Stored data entries →

impl RawResource {
    fn into_resource(self) -> Result<TrackedResource> {
        Ok(TrackedResource {
            id: ResourceId::from(self.id),
            run_id: RunId::from(self.run_id),
            step: self.step,
            worker_slot: self.worker_slot,
            owner_pid: self.owner_pid,
            owner_token: self.owner_token,
            session_pid: self.session_pid,
            created_at: from_db_time(&self.created_at)?,
            terminated_at: from_db_time_opt(self.terminated_at)?,
            termination_reason: self
                .termination_reason
                .as_deref()
                .map(parse_column)
                .transpose()?,
        })
    }
}

fn raw_resource(row: &rusqlite::Row<'_>) -> rusqlite::Result<RawResource> {
    Ok(RawResource {
        id: row.get(0)?,
        run_id: row.get(1)?,
        step: row.get(2)?,
        worker_slot: row.get(3)?,
        owner_pid: row.get(4)?,
        owner_token: row.get(5)?,
        session_pid: row.get(6)?,
        created_at: row.get(7)?,
        terminated_at: row.get(8)?,
        termination_reason: row.get(9)?,
    })
}

#[cfg(test)]
mod tests {
    use super::*;
    use crate::checkpoint::testing::seed_run;
    use crate::client::testing::{FakeProbe, FakeSessions};

    const ME: u32 = 4_000;
    const DEAD: u32 = 4_001;

    struct Fixture {
        db: Arc<Database>,
        probe: Arc<FakeProbe>,
        sessions: FakeSessions,
        run: RunId,
        me: ProcessOwner,
        dead: ProcessOwner,
    }

    fn fixture() -> Fixture {
        let db = Arc::new(Database::in_memory().unwrap());
        let run = seed_run(&db, "listings");
        let probe = Arc::new(FakeProbe::alive(&[ME, DEAD]));
        let sessions = FakeSessions::new(Arc::clone(&probe));
        Fixture {
            db,
            probe,
            sessions,
            run,
            me: ProcessOwner::new(ME),
            dead: ProcessOwner::new(DEAD),
        }
    }

    fn tracker(
        f: &Fixture,
        owner: &ProcessOwner,
        max_live: Option<usize>,
    ) -> Arc<ResourceTracker> {
        let probe: Arc<dyn ProcessProbe> = f.probe.clone();
        Arc::new(
            ResourceTracker::new(Arc::clone(&f.db), probe, max_live).with_owner(owner.clone()),
        )
    }

    #[test]
    fn acquire_attach_release() {
        let f = fixture();
        let tracker = tracker(&f, &f.me, None);

        let id = tracker.acquire(&f.run, 2, 0).unwrap();
        tracker.attach_pid(&id, 777).unwrap();
        let live = tracker.live(Some(&f.run)).unwrap();
        assert_eq!(live.len(), 1);
        assert_eq!(live[0].session_pid, Some(777));
        assert_eq!(live[0].owner_pid, ME);

        assert!(tracker.release(&id, ReleaseReason::Completed).unwrap());
        assert!(!tracker.release(&id, ReleaseReason::Crashed).unwrap());

        let resource = tracker.get(&id).unwrap().unwrap();
        assert!(!resource.is_live());
        assert_eq!(resource.termination_reason, Some(ReleaseReason::Completed));
    }

    #[test]
    fn attach_pid_to_unknown_resource_fails() {
        let f = fixture();
        let err = tracker(&f, &f.me, None)
            .attach_pid(&ResourceId::from("nope"), 1)
            .unwrap_err();
        assert!(matches!(err, HarvestError::ResourceNotFound(_)));
    }

    #[test]
    fn dropped_guard_releases_resource() {
        let f = fixture();
        let tracker = tracker(&f, &f.me, None);

        let id = {
            let guard = tracker.guard(&f.run, 1, 3).unwrap();
            guard.id().clone()
        };
        let resource = tracker.get(&id).unwrap().unwrap();
        assert_eq!(resource.termination_reason, Some(ReleaseReason::Dropped));

        let guard = tracker.guard(&f.run, 1, 3).unwrap();
        let id = guard.id().clone();
        guard.release(ReleaseReason::Stopped).unwrap();
        assert_eq!(
            tracker.get(&id).unwrap().unwrap().termination_reason,
            Some(ReleaseReason::Stopped)
        );
    }

    #[test]
    fn max_live_is_enforced() {
        let f = fixture();
        let tracker = tracker(&f, &f.me, Some(2));
        let a = tracker.acquire(&f.run, 1, 0).unwrap();
        tracker.acquire(&f.run, 1, 1).unwrap();

        let err = tracker.acquire(&f.run, 1, 2).unwrap_err();
        assert!(matches!(err, HarvestError::ResourceExhausted { live: 2, max: 2 }));

        tracker.release(&a, ReleaseReason::Completed).unwrap();
        tracker.acquire(&f.run, 1, 2).unwrap();
    }

    #[test]
    fn sweep_orphans_of_dead_owner_and_frees_capacity() {
        let f = fixture();
        let previous = tracker(&f, &f.dead, Some(1));
        let id = previous.acquire(&f.run, 2, 0).unwrap();
        f.probe.spawn(9_001);
        previous.attach_pid(&id, 9_001).unwrap();
        f.probe.kill(DEAD);

        let current = tracker(&f, &f.me, Some(1));
        assert!(current.acquire(&f.run, 2, 0).is_err());

        let warnings = current.sweep_orphans(&f.run, &f.sessions).unwrap();
        assert_eq!(warnings.len(), 1);
        assert_eq!(warnings[0].resource_id, id);
        assert_eq!(warnings[0].owner_pid, DEAD);
        assert!(warnings[0].session_terminated);
        assert_eq!(*f.sessions.terminated.lock().unwrap(), vec![9_001]);
        assert!(!f.probe.is_alive(9_001));

        let resource = current.get(&id).unwrap().unwrap();
        assert!(resource.terminated_at.is_some());
        assert_eq!(resource.termination_reason, Some(ReleaseReason::Orphaned));

        current.acquire(&f.run, 2, 0).unwrap();
    }

    #[test]
    fn sweep_leaves_live_owners_alone() {
        let f = fixture();
        let other = tracker(&f, &f.dead, None);
        other.acquire(&f.run, 1, 0).unwrap();
        let current = tracker(&f, &f.me, None);
        current.acquire(&f.run, 1, 1).unwrap();

        assert!(current.sweep(&f.sessions).unwrap().is_empty());
        assert_eq!(current.live(None).unwrap().len(), 2);
    }

    #[test]
    fn sweep_reclaims_sessions_of_an_earlier_process_with_our_pid() {
        let f = fixture();
        let crashed = ProcessOwner::new(ME);
        let id = tracker(&f, &crashed, Some(1)).acquire(&f.run, 2, 0).unwrap();

        let current = tracker(&f, &f.me, Some(1));
        let own = {
            let warnings = current.sweep(&f.sessions).unwrap();
            assert_eq!(warnings.len(), 1);
            assert_eq!(warnings[0].resource_id, id);
            current.acquire(&f.run, 2, 0).unwrap()
        };

        // Our own live resource is never swept.
        assert!(current.sweep(&f.sessions).unwrap().is_empty());
        assert!(current.get(&own).unwrap().unwrap().is_live());
    }

    #[test]
    fn orphan_without_session_pid_is_still_marked() {
        let f = fixture();
        tracker(&f, &f.dead, None).acquire(&f.run, 3, 1).unwrap();
        f.probe.kill(DEAD);

        let warnings = tracker(&f, &f.me, None).sweep(&f.sessions).unwrap();
        assert_eq!(warnings.len(), 1);
        assert!(!warnings[0].session_terminated);
        assert!(f.sessions.terminated.lock().unwrap().is_empty());
    }
}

Assignment → What is wanted is an exact copy of the data.

Response to this exercise →
impl RawResource {
    fn into_resource(self) -> Result<TrackedResource> {
        Ok(TrackedResource {
            id: ResourceId::from(self.id),
            run_id: RunId::from(self.run_id),
            step: self.step,
            worker_slot: self.worker_slot,
            owner_pid: self.owner_pid,
            owner_token: self.owner_token,
            session_pid: self.session_pid,
            created_at: from_db_time(&self.created_at)?,
            terminated_at: from_db_time_opt(self.terminated_at)?,
            termination_reason: self
                .termination_reason
                .as_deref()
                .map(parse_column)
                .transpose()?,
        })
    }
}

fn raw_resource(row: &rusqlite::Row<'_>) -> rusqlite::Result<RawResource> {
    Ok(RawResource {
        id: row.get(0)?,
        run_id: row.get(1)?,
        step: row.get(2)?,
        worker_slot: row.get(3)?,
        owner_pid: row.get(4)?,
        owner_token: row.get(5)?,
        session_pid: row.get(6)?,
        created_at: row.get(7)?,
        terminated_at: row.get(8)?,
        termination_reason: row.get(9)?,
    })
}

#[cfg(test)]
mod tests {
    use super::*;
    use crate::checkpoint::testing::seed_run;
    use crate::client::testing::{FakeProbe, FakeSessions};

    const ME: u32 = 4_000;
    const DEAD: u32 = 4_001;

    struct Fixture {
        db: Arc<Database>,
        probe: Arc<FakeProbe>,
        sessions: FakeSessions,
        run: RunId,
        me: ProcessOwner,
        dead: ProcessOwner,
    }

    fn fixture() -> Fixture {
        let db = Arc::new(Database::in_memory().unwrap());
        let run = seed_run(&db, "listings");
        let probe = Arc::new(FakeProbe::alive(&[ME, DEAD]));
        let sessions = FakeSessions::new(Arc::clone(&probe));
        Fixture {
            db,
            probe,
            sessions,
            run,
            me: ProcessOwner::new(ME),
            dead: ProcessOwner::new(DEAD),
        }
    }

    fn tracker(
        f: &Fixture,
        owner: &ProcessOwner,
        max_live: Option<usize>,
    ) -> Arc<ResourceTracker> {
        let probe: Arc<dyn ProcessProbe> = f.probe.clone();
        Arc::new(
            ResourceTracker::new(Arc::clone(&f.db), probe, max_live).with_owner(owner.clone()),
        )
    }

    #[test]
    fn acquire_attach_release() {
        let f = fixture();
        let tracker = tracker(&f, &f.me, None);

        let id = tracker.acquire(&f.run, 2, 0).unwrap();
        tracker.attach_pid(&id, 777).unwrap();
        let live = tracker.live(Some(&f.run)).unwrap();
        assert_eq!(live.len(), 1);
        assert_eq!(live[0].session_pid, Some(777));
        assert_eq!(live[0].owner_pid, ME);

        assert!(tracker.release(&id, ReleaseReason::Completed).unwrap());
        assert!(!tracker.release(&id, ReleaseReason::Crashed).unwrap());

        let resource = tracker.get(&id).unwrap().unwrap();
        assert!(!resource.is_live());
        assert_eq!(resource.termination_reason, Some(ReleaseReason::Completed));
    }

    #[test]
    fn attach_pid_to_unknown_resource_fails() {
        let f = fixture();
        let err = tracker(&f, &f.me, None)
            .attach_pid(&ResourceId::from("nope"), 1)
            .unwrap_err();
        assert!(matches!(err, HarvestError::ResourceNotFound(_)));
    }

    #[test]
    fn dropped_guard_releases_resource() {
        let f = fixture();
        let tracker = tracker(&f, &f.me, None);

        let id = {
            let guard = tracker.guard(&f.run, 1, 3).unwrap();
            guard.id().clone()
        };
        let resource = tracker.get(&id).unwrap().unwrap();
        assert_eq!(resource.termination_reason, Some(ReleaseReason::Dropped));

        let guard = tracker.guard(&f.run, 1, 3).unwrap();
        let id = guard.id().clone();
        guard.release(ReleaseReason::Stopped).unwrap();
        assert_eq!(
            tracker.get(&id).unwrap().unwrap().termination_reason,
            Some(ReleaseReason::Stopped)
        );
    }

    #[test]
    fn max_live_is_enforced() {
        let f = fixture();
        let tracker = tracker(&f, &f.me, Some(2));
        let a = tracker.acquire(&f.run, 1, 0).unwrap();
        tracker.acquire(&f.run, 1, 1).unwrap();

        let err = tracker.acquire(&f.run, 1, 2).unwrap_err();
        assert!(matches!(err, HarvestError::ResourceExhausted { live: 2, max: 2 }));

        tracker.release(&a, ReleaseReason::Completed).unwrap();
        tracker.acquire(&f.run, 1, 2).unwrap();
    }

    #[test]
    fn sweep_orphans_of_dead_owner_and_frees_capacity() {
        let f = fixture();
        let previous = tracker(&f, &f.dead, Some(1));
        let id = previous.acquire(&f.run, 2, 0).unwrap();
        f.probe.spawn(9_001);
        previous.attach_pid(&id, 9_001).unwrap();
        f.probe.kill(DEAD);

        let current = tracker(&f, &f.me, Some(1));
        assert!(current.acquire(&f.run, 2, 0).is_err());

        let warnings = current.sweep_orphans(&f.run, &f.sessions).unwrap();
        assert_eq!(warnings.len(), 1);
        assert_eq!(warnings[0].resource_id, id);
        assert_eq!(warnings[0].owner_pid, DEAD);
        assert!(warnings[0].session_terminated);
        assert_eq!(*f.sessions.terminated.lock().unwrap(), vec![9_001]);
        assert!(!f.probe.is_alive(9_001));

        let resource = current.get(&id).unwrap().unwrap();
        assert!(resource.terminated_at.is_some());
        assert_eq!(resource.termination_reason, Some(ReleaseReason::Orphaned));

        current.acquire(&f.run, 2, 0).unwrap();
    }

    #[test]
    fn sweep_leaves_live_owners_alone() {
        let f = fixture();
        let other = tracker(&f, &f.dead, None);
        other.acquire(&f.run, 1, 0).unwrap();
        let current = tracker(&f, &f.me, None);
        current.acquire(&f.run, 1, 1).unwrap();

        assert!(current.sweep(&f.sessions).unwrap().is_empty());
        assert_eq!(current.live(None).unwrap().len(), 2);
    }

    #[test]
    fn sweep_reclaims_sessions_of_an_earlier_process_with_our_pid() {
        let f = fixture();
        let crashed = ProcessOwner::new(ME);
        let id = tracker(&f, &crashed, Some(1)).acquire(&f.run, 2, 0).unwrap();

        let current = tracker(&f, &f.me, Some(1));
        let own = {
            let warnings = current.sweep(&f.sessions).unwrap();
            assert_eq!(warnings.len(), 1);
            assert_eq!(warnings[0].resource_id, id);
            current.acquire(&f.run, 2, 0).unwrap()
        };

        // Our own live resource is never swept.
        assert!(current.sweep(&f.sessions).unwrap().is_empty());
        assert!(current.get(&own).unwrap().unwrap().is_live());
    }

    #[test]
    fn orphan_without_session_pid_is_still_marked() {
        let f = fixture();
        tracker(&f, &f.dead, None).acquire(&f.run, 3, 1).unwrap();
        f.probe.kill(DEAD);

        let warnings = tracker(&f, &f.me, None).sweep(&f.sessions).unwrap();
        assert_eq!(warnings.len(), 1);
        assert!(!warnings[0].session_terminated);
        assert!(f.sessions.terminated.lock().unwrap().is_empty());
    }
}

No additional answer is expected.